In het vijfde kaderprogramma (KP5) voor onderzoek en ontwikkeling (1999-2002) wordt een groot deel van het programma niet-nucleaire energie (Energie) geconcentreerd op de ondersteuning van onderzoek, ontwikkeling en demonstratie (OTO) van waterstof, in het bijzonder in combinatie met het gebruik van brandstofcellen. De steun van de Gemeenschap in het kader van KP5 bedraagt nu reeds meer dan 59 miljoen, toegewezen aan OTO inzake brandstofcelsystemen, brandstofprocessoren, opslag van waterstof, voertuigen met aandrijving door brandstofcellen die worden gevoed met waterstof, en grote projecten op het gebied van warmte- en krachtopwekking en schoon stedelijk transport, met inbegrip van het gebruik van waterstof als een mogelijke brandstof in combinatie met brandstofcellen.

Het Energie-programma gaat door met het actief stimuleren van OTO-inspanningen op het gebied van brandstofcellen en waterstoftechnologie, alsmede sociaal-economische studies, prenormatief onderzoek voor de ontwikkeling van standaards en veiligheidsnormen, alsmede opleiding. Bij deze actie wordt ingegaan op brandstofcellen, omvormers en waterstoftechnologie die beogen de kosten te verlagen en tevens een lagere uitstoot van CO2 en andere vervuilende stoffen te bereiken. De OTO gaat in op componenten, systemen, geschiktheid voor meerdere brandstoffen (multifuel) en brandstofflexibiliteit.
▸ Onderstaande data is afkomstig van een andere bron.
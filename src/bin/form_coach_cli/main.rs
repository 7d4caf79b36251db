// ABOUTME: Form coach CLI - replays recorded landmark frames through the form analyzers
// ABOUTME: Prints per-frame analysis results, session summaries and the exercise catalogue
//
// SPDX-License-Identifier: MIT OR Apache-2.0
// Copyright (c) 2025 Pierre Fitness Intelligence
//!
//! Usage:
//! ```bash
//! # Replay a squat recording, one JSON result per frame then the summary
//! form-coach-cli replay --input squat.jsonl --exercise squat
//!
//! # Only print the session summary of a timed plank
//! form-coach-cli replay --input plank.jsonl --exercise plank --timed --summary-only
//!
//! # List supported exercises
//! form-coach-cli exercises
//!
//! # Show the effective thresholds after FORM_* overrides
//! FORM_SMOOTHING_WINDOW=7 form-coach-cli thresholds
//! ```

mod commands;
mod helpers;

use std::path::PathBuf;

use anyhow::Result;
use clap::{Parser, Subcommand};
use pierre_form_coach::logging::{self, LoggingConfig};
use tracing::debug;

#[derive(Parser)]
#[command(
    name = "form-coach-cli",
    about = "Pierre Form Coach CLI",
    long_about = "Replay recorded pose landmark frames through the exercise form analyzers."
)]
struct Cli {
    #[command(subcommand)]
    command: Command,

    /// Enable debug logging
    #[arg(long, short = 'v', global = true)]
    verbose: bool,
}

#[non_exhaustive]
#[derive(Subcommand)]
enum Command {
    /// Analyze a JSON Lines file of landmark frames
    Replay {
        /// Input file, one `{"dt_seconds": .., "landmarks": {..}}` object per line
        #[arg(long, short = 'i')]
        input: PathBuf,

        /// Exercise to analyze (e.g. squat, bicep_curl, plank)
        #[arg(long, short = 'e')]
        exercise: String,

        /// Run the exercise in timed mode
        #[arg(long)]
        timed: bool,

        /// Print only the session summary
        #[arg(long)]
        summary_only: bool,
    },

    /// List supported exercises
    Exercises,

    /// Print the effective configuration as JSON
    Thresholds,
}

fn main() -> Result<()> {
    let cli = Cli::parse();

    if cli.verbose {
        LoggingConfig::from_env().with_level("debug").init()?;
    } else {
        logging::init_from_env()?;
    }
    debug!("Pierre Form Coach CLI");

    match cli.command {
        Command::Replay {
            input,
            exercise,
            timed,
            summary_only,
        } => commands::replay::run(&input, &exercise, timed, summary_only),
        Command::Exercises => {
            commands::catalog::list_exercises();
            Ok(())
        }
        Command::Thresholds => commands::catalog::show_thresholds(),
    }
}
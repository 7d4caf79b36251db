// ABOUTME: Re-exports helper modules for form-coach-cli
// ABOUTME: Provides access to frame parsing and display formatting utilities
//
// SPDX-License-Identifier: MIT OR Apache-2.0
// Copyright (c) 2025 Pierre Fitness Intelligence

pub mod display;
pub mod frames;
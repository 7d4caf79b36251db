// ABOUTME: Integration tests for the squat analyzer
// ABOUTME: Rep counting through the flex cycle, depth feedback, false starts and visibility gating
//
// SPDX-License-Identifier: MIT OR Apache-2.0
// Copyright (c) 2025 Pierre Fitness Intelligence

#![allow(clippy::unwrap_used, clippy::expect_used, clippy::panic)]
#![allow(missing_docs)]

mod common;

use common::{eager_settings, flex_rep, hide, phase_trace, run, squat_pose, sweep, DT};
use pierre_form_coach::intelligence::config::{AnalyzerSettings, SquatThresholds};
use pierre_form_coach::intelligence::exercises::SquatAnalyzer;
use pierre_form_coach::intelligence::{ExerciseAnalyzer, FrameStatus};
use pierre_form_coach::pose::constants::visibility::REPOSITION_MESSAGE;
use pierre_form_coach::pose::{FeedbackPriority, LandmarkId, LandmarkSet};

const NOT_DEEP_ENOUGH: &str = "Lower your hips more for a proper squat";
const TOO_DEEP: &str = "You're squatting too deep, raise slightly";
const FALSE_START: &str = "Lower yourself into a proper squat";

fn analyzer() -> SquatAnalyzer {
    SquatAnalyzer::new(SquatThresholds::default(), &AnalyzerSettings::default())
}

fn poses(angles: &[f64]) -> Vec<LandmarkSet> {
    angles.iter().map(|angle| squat_pose(*angle)).collect()
}

#[test]
fn test_full_squat_counts_one_rep() {
    let mut squat = analyzer();
    let results = run(&mut squat, poses(&flex_rep(170.0, 80.0)), DT);

    assert_eq!(
        phase_trace(&results),
        ["idle", "start", "compressing", "hold", "releasing", "idle"]
    );
    let last = results.last().unwrap();
    assert_eq!(last.rep_count, 1);
    assert!(last.is_analyzed());
    assert!(last.active_seconds > 0.0);

    // Bottom of the smoothed knee angle is remembered for the rep
    let depth = last.metric("depth_angle").unwrap();
    assert!((depth - 80.0).abs() < 1e-6, "depth {depth}");
    assert_eq!(squat.core().feedback().occurrences(NOT_DEEP_ENOUGH), 0);
    assert_eq!(squat.core().feedback().occurrences(TOO_DEEP), 0);
}

#[test]
fn test_reps_accumulate() {
    let mut squat = analyzer();
    let mut angles = flex_rep(170.0, 80.0);
    angles.extend(flex_rep(170.0, 80.0));
    angles.extend(flex_rep(170.0, 80.0));
    let results = run(&mut squat, poses(&angles), DT);
    assert_eq!(results.last().unwrap().rep_count, 3);
    assert_eq!(squat.rep_count(), 3);
}

#[test]
fn test_shallow_squat_gets_depth_feedback() {
    let mut squat = analyzer();
    run(&mut squat, poses(&flex_rep(170.0, 95.0)), DT);
    assert_eq!(squat.rep_count(), 1);
    assert_eq!(squat.core().feedback().occurrences(NOT_DEEP_ENOUGH), 1);
}

#[test]
fn test_very_deep_squat_gets_depth_feedback() {
    let mut squat = analyzer();
    run(&mut squat, poses(&flex_rep(170.0, 60.0)), DT);
    assert_eq!(squat.rep_count(), 1);
    assert_eq!(squat.core().feedback().occurrences(TOO_DEEP), 1);
}

#[test]
fn test_false_start_returns_to_idle_without_rep() {
    let mut squat = analyzer();
    let mut angles = vec![170.0; 5];
    angles.extend(sweep(165.0, 140.0, 5.0));
    angles.extend(sweep(145.0, 170.0, 5.0));
    angles.extend(vec![170.0; 5]);
    let results = run(&mut squat, poses(&angles), DT);

    assert_eq!(phase_trace(&results), ["idle", "start", "idle"]);
    assert_eq!(squat.rep_count(), 0);
    assert_eq!(squat.core().feedback().occurrences(FALSE_START), 1);
}

#[test]
fn test_small_wobble_never_leaves_idle() {
    let mut squat = analyzer();
    let results = run(&mut squat, poses(&[170.0, 165.0, 170.0, 165.0, 170.0]), DT);
    assert!(results.iter().all(|result| result.phase == "idle"));
    assert!(squat.active_seconds().abs() < f64::EPSILON);
}

#[test]
fn test_hidden_knee_asks_to_reposition() {
    let mut squat = analyzer();
    let mut angles = vec![170.0; 5];
    angles.extend(sweep(165.0, 120.0, 5.0));
    run(&mut squat, poses(&angles), DT);
    let phase_before = squat.phase_name();
    assert_ne!(phase_before, "idle");

    let frame = hide(&squat_pose(110.0), &[LandmarkId::LeftKnee]);
    let result = squat.analyze(&frame, DT);

    assert_eq!(result.status, FrameStatus::InsufficientVisibility);
    assert_eq!(result.phase, phase_before);
    assert_eq!(result.feedback.len(), 1);
    assert_eq!(result.feedback[0].message, REPOSITION_MESSAGE);
    assert_eq!(result.feedback[0].priority, FeedbackPriority::High);
    assert!(result.metrics.is_empty());
    assert_eq!(squat.phase_name(), phase_before);
}

#[test]
fn test_feedback_is_rate_limited_by_default() {
    let mut squat = analyzer();
    let results = run(&mut squat, poses(&flex_rep(170.0, 95.0)), DT);
    let delivered: Vec<usize> = results
        .iter()
        .enumerate()
        .filter(|(_, result)| !result.feedback.is_empty())
        .map(|(index, _)| index)
        .collect();
    for pair in delivered.windows(2) {
        assert!(pair[1] - pair[0] >= 15);
    }
}

#[test]
fn test_eager_delivery_surfaces_depth_message() {
    let mut squat = SquatAnalyzer::new(SquatThresholds::default(), &eager_settings());
    let results = run(&mut squat, poses(&flex_rep(170.0, 95.0)), DT);
    assert!(results
        .iter()
        .flat_map(|result| result.feedback.iter())
        .any(|item| item.message == NOT_DEEP_ENOUGH && item.priority == FeedbackPriority::High));
}

#[test]
fn test_reset_clears_count_but_keeps_issue_history() {
    let mut squat = analyzer();
    run(&mut squat, poses(&flex_rep(170.0, 95.0)), DT);
    assert_eq!(squat.rep_count(), 1);

    squat.reset();
    assert_eq!(squat.rep_count(), 0);
    assert_eq!(squat.phase_name(), "idle");
    assert!(squat.active_seconds().abs() < f64::EPSILON);
    assert_eq!(squat.core().feedback().occurrences(NOT_DEEP_ENOUGH), 1);

    squat.reset_session();
    assert_eq!(squat.core().feedback().occurrences(NOT_DEEP_ENOUGH), 0);
}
Op het gebied van vervoer wordt ingegaan op de keuze van brandstoffen met inbegrip van waterstof, met bijzondere nadruk op kosten, uitstoot, veiligheid en distributie-infrastructuur (pompstations).

Teneinde een Europese strategie op het gebied van alternatieve/hernieuwbare brandstoffen voor de vervoerssector te kunnen opzetten, is de Commissie ook van plan een studie te lanceren over mogelijke toekomstige concepten van technologie/brandstoffen voor voertuigen, voor- en nadelen van die verschillende concepten en mogelijke langetermijn- en middellange-termijninvoeringsstrategieën. Naar verwachting zal het gebruik van waterstof in de ontwikkeling van brandstofceltechnologie een centraal aandachtspunt van deze studie zijn, hoewel zij niet zal worden beperkt tot dit soort brandstof. Er zijn besprekingen gepland met de lidstaten en met niet-gouvernementele organisaties over mogelijke acties op communautair niveau. Bij deze discussie zal uiteraard worden ingegaan op een eventuele ondersteuning van de lopende en nieuwe lokale activiteiten.